In a few weeks I will be giving an in-service to my colleagues on the use of Windows MovieMaker. I've downloaded a handful of really great tools, and the more I learn, the more I feel like making videos again. But half of my new discoveries have been legal in nature. The Web is an elusive treasure hunt of information about the doctrine of Fair Use. Most of it is strewn about in localized summaries--getting to the primary sources literally took me hours.

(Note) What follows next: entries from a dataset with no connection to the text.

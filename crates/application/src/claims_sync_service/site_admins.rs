use std::collections::BTreeMap;

use sitegate_core::{AppError, AppResult, IdentitySelector};
use sitegate_domain::{RoleName, UserRole, union_role};
use tracing::debug;

use super::{
    AccountSnapshot, ClaimsChangeSet, ClaimsOperation, ClaimsSyncService, PlannedState, SyncMode,
    plan_change_set, sanitize_roles,
};
use crate::SiteRecord;

/// One account and the sites it should administer.
#[derive(Debug, Clone, PartialEq, Eq)]
pub struct SiteAdminAssignment {
    /// Account to update.
    pub identity: IdentitySelector,
    /// Display names of the sites.
    pub site_names: Vec<String>,
}

impl ClaimsSyncService {
    /// Grants `site_admin` at every named site to every listed account.
    ///
    /// All identities, sites and records are resolved and every change set is
    /// verified before the first write, so one bad entry aborts the batch.
    /// Entries naming the same account are merged.
    pub async fn assign_site_admins(
        &self,
        assignments: &[SiteAdminAssignment],
        mode: SyncMode,
    ) -> AppResult<Vec<ClaimsChangeSet>> {
        if assignments.is_empty() {
            return Err(AppError::Validation(
                "at least one site admin assignment is required".to_owned(),
            ));
        }

        let sites = self.resolve_sites(assignments).await?;

        let mut accounts: Vec<(AccountSnapshot, Vec<SiteRecord>)> = Vec::new();
        for assignment in assignments {
            let snapshot = self.load_snapshot(&assignment.identity).await?;
            let assigned: Vec<SiteRecord> = assignment
                .site_names
                .iter()
                .filter_map(|name| sites.get(name.trim()).cloned())
                .collect();

            match accounts
                .iter_mut()
                .find(|(existing, _)| existing.identity.uid() == snapshot.identity.uid())
            {
                Some((_, existing_sites)) => existing_sites.extend(assigned),
                None => accounts.push((snapshot, assigned)),
            }
        }

        let mut change_sets = Vec::with_capacity(accounts.len());
        for (snapshot, sites) in accounts {
            let planned = plan_site_admins(&snapshot, &sites);
            change_sets.push(plan_change_set(
                ClaimsOperation::AssignSiteAdmins,
                snapshot,
                planned,
            )?);
        }

        for change_set in &mut change_sets {
            self.commit(change_set, mode).await?;
        }

        Ok(change_sets)
    }

    async fn resolve_sites(
        &self,
        assignments: &[SiteAdminAssignment],
    ) -> AppResult<BTreeMap<String, SiteRecord>> {
        let mut sites = BTreeMap::new();

        for assignment in assignments {
            if assignment.site_names.is_empty() {
                return Err(AppError::Validation(format!(
                    "site admin assignment for {} names no sites",
                    assignment.identity
                )));
            }

            for name in &assignment.site_names {
                let name = name.trim();
                if name.is_empty() {
                    return Err(AppError::Validation(
                        "site name must not be empty".to_owned(),
                    ));
                }
                if sites.contains_key(name) {
                    continue;
                }

                let mut matches = self.site_directory.find_sites_by_name(name).await?;
                let site = match matches.len() {
                    0 => return Err(AppError::NotFound(format!("site named '{name}'"))),
                    1 => matches.remove(0),
                    count => {
                        return Err(AppError::Conflict(format!(
                            "site name '{name}' matches {count} sites"
                        )));
                    }
                };

                debug!(site_name = %name, site_id = %site.site_id, "resolved site");
                sites.insert(name.to_owned(), site);
            }
        }

        Ok(sites)
    }
}

fn plan_site_admins(snapshot: &AccountSnapshot, sites: &[SiteRecord]) -> PlannedState {
    let mut profile_roles = snapshot.profile_roles.clone();
    for site in sites {
        union_role(
            &mut profile_roles,
            UserRole {
                site_id: site.site_id.clone(),
                role: RoleName::SiteAdmin,
                site_name: site.name.clone(),
            },
        );
    }

    let mut claims = snapshot
        .claims
        .clone()
        .with_roles(sanitize_roles(snapshot.identity.uid(), &profile_roles));
    if !claims.admin && claims.roles.iter().any(|entry| entry.role.implies_admin()) {
        claims.admin = true;
    }

    PlannedState {
        claims,
        profile_roles,
    }
}
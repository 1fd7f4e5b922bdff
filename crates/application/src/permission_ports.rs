mod cache;
mod document_source;

pub use cache::TtlCache;
pub use document_source::PermissionDocumentSource;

So in this post I would like to list both the tools I'm using to produce my tutorial (and certain excellent guides), as well as a list of important primary-source documents related to copyrights and responsibilities in the non-profit sphere.

Movie tools:
  1. Windows Movie Maker 2.6 - the basic Windows home movie editor
  2. CamStudio 2.5 beta 1 - records on-screen activity
  3. Magnifying Glass Pro - zooms in on area around mouse cursor, because CamStudio does not have built-in zooming functionality yet
  4. OpenOffice.org Impress - free "PowerPoint"--can do fantastic basic animations, excellent for using with compositing/chroma key/blue screen)
  5. Synfig - free 2D animator, allegedly as powerful as Adobe Flash, but not for the faint of heart. I haven't tried it yet, but I would like to.
  6. Fraps - records 3D video games

Tutorials and guides:

  • Compositing and Chroma Key in Windows Movie Maker:

I'm going to explain the first part of this myself, because too many of the guides out there assume you already know how to do this.

Windows Movie Maker does not natively do compositing/chroma key/blue screen effects--where you "erase" the colored background of one video clip so that another one ("behind" it) shows through. You can trick Movie Maker into doing exactly this, though.

First, you need to create a folder. Open up File Explorer, and browse to (minus the brackets). Right-click and select "New" and "Folder". Name the new folder "AddOnTFX".

Now that you have that folder, you are going to create two files in Notepad: one named "composit.xml" and the other named "chroma.xml".

Visit this tutorial by "PapaJohn." Copy the contents of the first example into your "composit.xml". Copy the contents of the second example into your "chroma.xml". Follow the rest of his directions, and enjoy!




1 comment:

Alex Z said...

I was worried you'd quit using this blog. I check it once every few days. Looks like you're back in the swing of things.